PROVIDED MATERIAL section start
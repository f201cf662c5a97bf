//! Determinants: O(n³) by elimination and O(n!) by cofactor expansion.

use crate::config::EliminationOptions;
use crate::core::traits::MatShape;
use crate::elimination::echelon::row_echelon_with;
use crate::error::LaError;
use crate::matrix::Matrix;
use num_traits::Float;

fn require_square<T>(m: &Matrix<T>) -> Result<usize, LaError> {
    let (h, w) = m.dim();
    if h != w {
        return Err(LaError::NonSquare { rows: h, cols: w });
    }
    Ok(h)
}

/// Product of the echelon diagonal, negated once per row swap.
pub fn det_with<T: Float>(m: &Matrix<T>, opts: &EliminationOptions<T>) -> Result<T, LaError> {
    let n = require_square(m)?;
    let e = row_echelon_with(m, opts);
    if e.rank() < n {
        return Ok(T::zero());
    }
    let prod = (0..n).fold(T::one(), |acc, i| acc * e.matrix[(i, i)]);
    Ok(if e.swaps % 2 == 1 { -prod } else { prod })
}

/// Laplace expansion along the first row.
pub fn laplace_det<T: Float>(m: &Matrix<T>) -> Result<T, LaError> {
    let n = require_square(m)?;
    match n {
        1 => Ok(m[(0, 0)]),
        2 => Ok(m[(0, 0)] * m[(1, 1)] - m[(0, 1)] * m[(1, 0)]),
        _ => {
            let mut sum = T::zero();
            for j in 1..=n {
                let a = m.get(1, j)?;
                if a == T::zero() {
                    continue;
                }
                let minor = laplace_det(&m.sub_matrix(1, j)?)?;
                let term = a * minor;
                sum = if j % 2 == 1 { sum + term } else { sum - term };
            }
            Ok(sum)
        }
    }
}

impl<T: Float> Matrix<T> {
    /// Determinant via row echelon form.
    pub fn det(&self) -> Result<T, LaError> {
        det_with(self, &EliminationOptions::default())
    }

    pub fn det_with(&self, opts: &EliminationOptions<T>) -> Result<T, LaError> {
        det_with(self, opts)
    }

    /// Determinant via cofactor expansion. Exponential cost; meant for
    /// cross-checking [`Matrix::det`] on small inputs.
    pub fn laplace_det(&self) -> Result<T, LaError> {
        laplace_det(self)
    }
}

#[cfg(test)]
mod tests {
    use super::*;
    use approx::assert_abs_diff_eq;

    fn m(rows: Vec<Vec<f64>>) -> Matrix<f64> {
        Matrix::from_rows(rows).unwrap()
    }

    #[test]
    fn two_by_two() {
        let a = m(vec![vec![1.0, 2.0], vec![3.0, 4.0]]);
        assert_eq!(a.det().unwrap(), -2.0);
        assert_eq!(a.laplace_det().unwrap(), -2.0);
        assert_eq!(Matrix::<f64>::identity(2).unwrap().det().unwrap(), 1.0);
    }

    #[test]
    fn one_by_one() {
        let a = m(vec![vec![-7.0]]);
        assert_eq!(a.det().unwrap(), -7.0);
        assert_eq!(a.laplace_det().unwrap(), -7.0);
    }

    #[test]
    fn row_swap_flips_sign() {
        let a = m(vec![vec![0.0, 1.0], vec![1.0, 0.0]]);
        assert_eq!(a.det().unwrap(), -1.0);
        assert_eq!(a.laplace_det().unwrap(), -1.0);
    }

    #[test]
    fn four_by_four_methods_agree() {
        let a = m(vec![
            vec![1.0, 3.0, 4.0, 12.0],
            vec![2.0, 3.0, 5.0, 54.0],
            vec![3.0, 10.0, 4.0, 3.0],
            vec![2.0, 54.0, 67.0, 9.0],
        ]);
        let d = a.det().unwrap();
        let l = a.laplace_det().unwrap();
        assert_abs_diff_eq!(d, l, epsilon = 1e-6 * l.abs());
    }

    #[test]
    fn singular_is_zero() {
        let a = m(vec![vec![1.0, 2.0, 3.0], vec![2.0, 4.0, 6.0], vec![0.0, 1.0, 5.0]]);
        assert_eq!(a.det().unwrap(), 0.0);
        assert_eq!(a.laplace_det().unwrap(), 0.0);
    }

    #[test]
    fn non_square_fails() {
        let a = m(vec![vec![1.0, 2.0, 3.0], vec![4.0, 5.0, 6.0]]);
        assert_eq!(a.det(), Err(LaError::NonSquare { rows: 2, cols: 3 }));
        assert_eq!(a.laplace_det(), Err(LaError::NonSquare { rows: 2, cols: 3 }));
    }
}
PROVIDED MATERIAL section end
» PROBLEM TO WORK ON: Check every line of the entries for "cofactor" and report how many lines contain it, without any other words.

» WRITTEN REPLY: 2